About Chhatrapati Shivaji Maharaj

  • About:
    • Chhatrapati Shivaji Maharaj is one of the most revered rulers in India and is credited to have founded the Maratha Empire in the 17th century
  • Early days:
    • Shivaji Maharaj was born in the hill fort of Shivneri now located in Pune city of Maharashtra.
      • Shivaji is believed to have been named after a local deity called the goddess Shivai.
    • Shivaji’s mother, Jijabai was the daughter of Lakhuji Jadhavrao of Sindkhed. His father Shahajiraje Bhosale was a prominent Sardar in the Deccan
    • From an early age, he showed leadership qualities and a keen interest in politics.
  • Alliance & hostilities:
    • Over the course of his life, Shivaji engaged in both alliances and hostilities with the Mughal Empire, the Sultanate of Golkonda, the Sultanate of Bijapur and the European colonial powers
    • Shivaji’s military forces expanded the Maratha sphere of influence, capturing and building forts, and forming a Maratha navy.
      • The Maratha Navy guarded the Jaigad, Sindhudurg, Vijaydurg and other forts along the coast of Maharashtra.
  • Shivaji’s famous guerilla tactics:
    • Shivaji’s armed forces had some major limitations. 
      • He did not have the man or horsepower compared to most of his enemies, especially during the early stages of his life. 
      • This meant that in conventional battle, he would have seldom stood a chance against his foes.
      • Guerilla tactics: 
        • His men would travel in small, highly mobile and heavily armed attachments, wreak havoc in the often sluggish Mughal or Adil Shahi armies, loot supplies and treasure, and quickly retreat.
  • Significance of forts in the history of Shivaji Maharaj:
    • For a long time in history, before air power took centre stage in military tactics and strategy, forts were crucial to the defence of any country.
    • Geographical factors:
      • Unlike the plains of Northern India, suited to conventional battle with large standing armies, the terrain of the Maratha country was different. 
      • With the Arabian Sea on one side, the Konkan plains in the centre and the Western Ghats overlooking the plains, in the 17th century much of the region was covered in thick jungles.
      • Warfare in such terrain is qualitatively different, with large conventional armies prone to getting bogged down. 
    • Thus, growing up in the hills and valleys around Pune, Shivaji understood the salience of hill forts in controlling the land. 
    • Over his storied life, he captured multiple such forts, including Torna (when he was only 16), Rajgadh, Sinhagadh and Purandar.
    • Chhatrapati Shivaji Maharaj, at the time of his death, is said to have control of over 200 forts across his territories, with some estimates putting the number over 300.
  • Coronation:
    • In 1674, he was formally crowned as the Chhatrapati (Monarch) of his realm at Raigad.
  • Administration & civil rule:
    • Shivaji Maharaj not only constructed a well-structured administrative organisation but also made a liberal civil rule for people living in the area.
    • He assigned separate responsibilities to the ministers and each of them was made responsible for his work to him.
      • He had a council of ministers (Asht Pradhan) to advise him on the matters of the state but he was not bound by it.
    • He also believed in religious tolerance and gave equal respect to all religions.
    • He made no office hereditary.
    • In general, he did not assign jagirs to his civil and military officers.
  • Art & Culture:
    • The historical figure was not only a great warrior but also a patron of art and culture
    • He encouraged literature and music, and his court was a centre of creativity and intellectualism. 
  • Death:
    • The brave warrior died in 1680 but is still known for his courage and intelligence.
  • Contemporary accounts:
    • Shivaji was admired for his heroic exploits and clever stratagems in the contemporary accounts of English, French, Dutch, Portuguese and Italian writers.
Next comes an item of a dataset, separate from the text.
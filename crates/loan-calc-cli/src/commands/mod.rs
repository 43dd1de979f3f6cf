pub mod convert;
pub mod loan;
Celebration of Shiv Jayanti during India’s independence movement

  • The celebration of Shiv Jayanti was set by Jyotirao Govindrao Phule, also known as Mahatma Jyotiba Phule, in 1870, and since then, people have been celebrating the day with great zeal.
  • The celebrations were carried on by the great liberation fighter Bal Gangadhar Tilak. The freedom fighter was also given the credit for drawing attention to the Maratha King’s contributions to the public during the freedom struggle.
    •  He portrayed Shivaji as the “opponent of the oppressor”, with possible negative implications concerning the colonial government.
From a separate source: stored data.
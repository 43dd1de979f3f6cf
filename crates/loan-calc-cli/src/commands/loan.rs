use clap::{Args, ValueEnum};
use log::{debug, warn};
use rust_decimal::Decimal;
use serde_json::Value;

use loan_calc_core::amortization::{
    analyse_loan, InsuranceSpec, LoanRequest, PaymentFrequency,
};
use loan_calc_core::types::ComputationOutput;

use crate::input;

#[derive(Debug, Clone, Copy, ValueEnum)]
pub enum FrequencyArg {
    Monthly,
    Quarterly,
    SemiAnnual,
    Annual,
}

impl From<FrequencyArg> for PaymentFrequency {
    fn from(f: FrequencyArg) -> Self {
        match f {
            FrequencyArg::Monthly => PaymentFrequency::Monthly,
            FrequencyArg::Quarterly => PaymentFrequency::Quarterly,
            FrequencyArg::SemiAnnual => PaymentFrequency::SemiAnnual,
            FrequencyArg::Annual => PaymentFrequency::Annual,
        }
    }
}

/// Loan parameters shared by `schedule` and `payment`
#[derive(Args)]
pub struct LoanArgs {
    /// Path to JSON or YAML input file (overrides individual flags)
    #[arg(long)]
    pub input: Option<String>,

    /// Amount borrowed
    #[arg(long)]
    pub principal: Option<Decimal>,

    /// Annual interest rate in percent (e.g. 4.45)
    #[arg(long)]
    pub rate: Option<Decimal>,

    /// Number of payment periods
    #[arg(long, conflicts_with = "term_years")]
    pub term: Option<u32>,

    /// Duration in whole years, converted to payment periods
    #[arg(long)]
    pub term_years: Option<u32>,

    /// Fixed insurance charged every period
    #[arg(long, conflicts_with = "insurance_rate")]
    pub insurance_amount: Option<Decimal>,

    /// Insurance per period as a percentage of principal
    #[arg(long)]
    pub insurance_rate: Option<Decimal>,

    /// Payment frequency
    #[arg(long, value_enum, default_value = "monthly")]
    pub frequency: FrequencyArg,
}

impl LoanArgs {
    /// Loan flags that a file or piped request would override
    fn given_flags(&self) -> Vec<&'static str> {
        [
            ("--principal", self.principal.is_some()),
            ("--rate", self.rate.is_some()),
            ("--term", self.term.is_some()),
            ("--term-years", self.term_years.is_some()),
            ("--insurance-amount", self.insurance_amount.is_some()),
            ("--insurance-rate", self.insurance_rate.is_some()),
        ]
        .into_iter()
        .filter_map(|(flag, given)| given.then_some(flag))
        .collect()
    }
}

fn build_request(args: LoanArgs) -> Result<LoanRequest, Box<dyn std::error::Error>> {
    if let Some(ref path) = args.input {
        debug!("loan request source: input file {path}");
        warn_ignored(&args, "--input");
        return input::file::read_input(path);
    }
    if let Some(request) = input::stdin::read_stdin()? {
        debug!("loan request source: stdin");
        warn_ignored(&args, "stdin");
        return Ok(request);
    }
    debug!("loan request source: command-line flags");

    let principal = args
        .principal
        .ok_or("--principal is required (or provide --input)")?;
    let rate = args.rate.ok_or("--rate is required (or provide --input)")?;
    let frequency = PaymentFrequency::from(args.frequency);

    let term = match (args.term, args.term_years) {
        (Some(term), _) => term,
        (None, Some(years)) => years
            .checked_mul(frequency.periods_per_year())
            .ok_or("--term-years is too large")?,
        (None, None) => return Err("--term or --term-years is required (or provide --input)".into()),
    };

    let insurance = match (args.insurance_amount, args.insurance_rate) {
        (Some(amount), _) => Some(InsuranceSpec::Fixed {
            amount_per_period: amount,
        }),
        (None, Some(rate)) => Some(InsuranceSpec::PercentOfPrincipal { rate }),
        (None, None) => None,
    };

    Ok(LoanRequest {
        principal,
        annual_rate: rate,
        term,
        frequency,
        insurance,
    })
}

fn warn_ignored(args: &LoanArgs, source: &str) {
    let ignored = args.given_flags();
    if !ignored.is_empty() {
        warn!("reading the loan from {source}; ignoring {}", ignored.join(", "));
    }
}

/// Full amortization table with summary
pub fn run_schedule(args: LoanArgs, precision: u32) -> Result<Value, Box<dyn std::error::Error>> {
    let request = build_request(args)?;
    let mut output = analyse_loan(&request)?;
    output.result = output.result.rounded(precision);
    Ok(serde_json::to_value(output)?)
}

/// Headline payment and cost figures only
pub fn run_payment(args: LoanArgs, precision: u32) -> Result<Value, Box<dyn std::error::Error>> {
    let request = build_request(args)?;
    let output = analyse_loan(&request)?;
    let summary = ComputationOutput {
        result: output.result.summary.rounded(precision),
        methodology: output.methodology,
        assumptions: output.assumptions,
        warnings: output.warnings,
        metadata: output.metadata,
    };
    Ok(serde_json::to_value(summary)?)
}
  • The Indian Navy’s INS Shivaji is named after him.
  • The Chhatrapati Shivaji Terminus, formerly known as Victoria Terminus in Mumbai is also named after him.
  • Shri Chhatrapati Shivaji Maharaj Memorial National Committee -Conceptualised & pioneered in 1981 by Late Smt. Indira Gandhi.
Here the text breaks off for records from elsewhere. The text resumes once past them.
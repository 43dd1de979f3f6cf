use serde::de::DeserializeOwned;
use std::io::{self, Read};

/// Deserialise a loan request piped on stdin, JSON or YAML.
/// Returns None if stdin is a TTY (interactive) or empty.
pub fn read_stdin<T: DeserializeOwned>() -> Result<Option<T>, Box<dyn std::error::Error>> {
    if atty::is(atty::Stream::Stdin) {
        return Ok(None);
    }

    let mut buffer = String::new();
    io::stdin().read_to_string(&mut buffer)?;
    parse_piped(&buffer)
}

/// A leading `{` is read as JSON, anything else as YAML.
fn parse_piped<T: DeserializeOwned>(text: &str) -> Result<Option<T>, Box<dyn std::error::Error>> {
    let trimmed = text.trim();
    if trimmed.is_empty() {
        return Ok(None);
    }

    let value = if trimmed.starts_with('{') {
        log::debug!("parsing stdin as JSON");
        serde_json::from_str(trimmed).map_err(|e| format!("Failed to parse stdin as JSON: {e}"))?
    } else {
        log::debug!("parsing stdin as YAML");
        serde_yaml::from_str(trimmed).map_err(|e| format!("Failed to parse stdin as YAML: {e}"))?
    };
    Ok(Some(value))
}

#[cfg(test)]
mod tests {
    use super::*;
    use loan_calc_core::amortization::{InsuranceSpec, LoanRequest};
    use rust_decimal::Decimal;

    #[test]
    fn test_blank_input_is_none() {
        let parsed: Option<LoanRequest> = parse_piped("  \n").unwrap();
        assert!(parsed.is_none());
    }

    #[test]
    fn test_json_request() {
        let parsed: LoanRequest =
            parse_piped(r#"{"principal": "12000", "annual_rate": "0", "term": 12}"#)
                .unwrap()
                .unwrap();
        assert_eq!(parsed.term, 12);
        assert_eq!(parsed.annual_rate, Decimal::ZERO);
    }

    #[test]
    fn test_yaml_request() {
        let text = "principal: \"30000\"\nannual_rate: \"4.45\"\nterm: 57\ninsurance:\n  mode: fixed\n  amount_per_period: \"15\"\n";
        let parsed: LoanRequest = parse_piped(text).unwrap().unwrap();
        assert_eq!(parsed.term, 57);
        assert_eq!(
            parsed.insurance,
            Some(InsuranceSpec::Fixed {
                amount_per_period: Decimal::from(15)
            })
        );
    }

    #[test]
    fn test_malformed_json_names_format() {
        let err = parse_piped::<LoanRequest>("{\"principal\": ").unwrap_err();
        assert!(err.to_string().contains("JSON"), "{err}");
    }
}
Chinese muscularity in the South China Sea

In News

  • China has continued to assert claims to a wide swath of the South China Sea for a decade.

Dispute of the South China Sea 

  • Location of South China Sea:
    • It is bounded on the northeast by the Taiwan Strait (by which it is connected to the East China Sea), on the east by Taiwan and the Philippines; on the southeast and south by Borneo, the southern limit of the Gulf of Thailand, and the east coast of the Malay Peninsula; and on the west and north by the Asian mainland. 
  • About the dispute:
    • Southeast Asian countries like China, Vietnam, the Philippines, Brunei, Malaysia and Taiwan have had disputes over the contentious South China Sea region for centuries
    • The two primary points of contention are:
      • The Spratly Islands and the Paracel Islands in the sea.
      • Nine-dash line:
        • Beijing stakes claim to most of the region and at the heart of this claim is the U-shaped ‘nine-dash line’ that includes as much as 90 percent of these waters. 
        • This dotted line was adopted from Chinese maps in the 1940s, and represents Beijing’s claim over the sea and all the land features that are contained within the line.
  • Significance of the region:
    • The South China Sea (SCS) is important not just to its littoral countries
    • It has been a transit point for trade since early medieval times, contains abundantly rich fisheries, and is a repository of mineral deposits and hydrocarbon reserves.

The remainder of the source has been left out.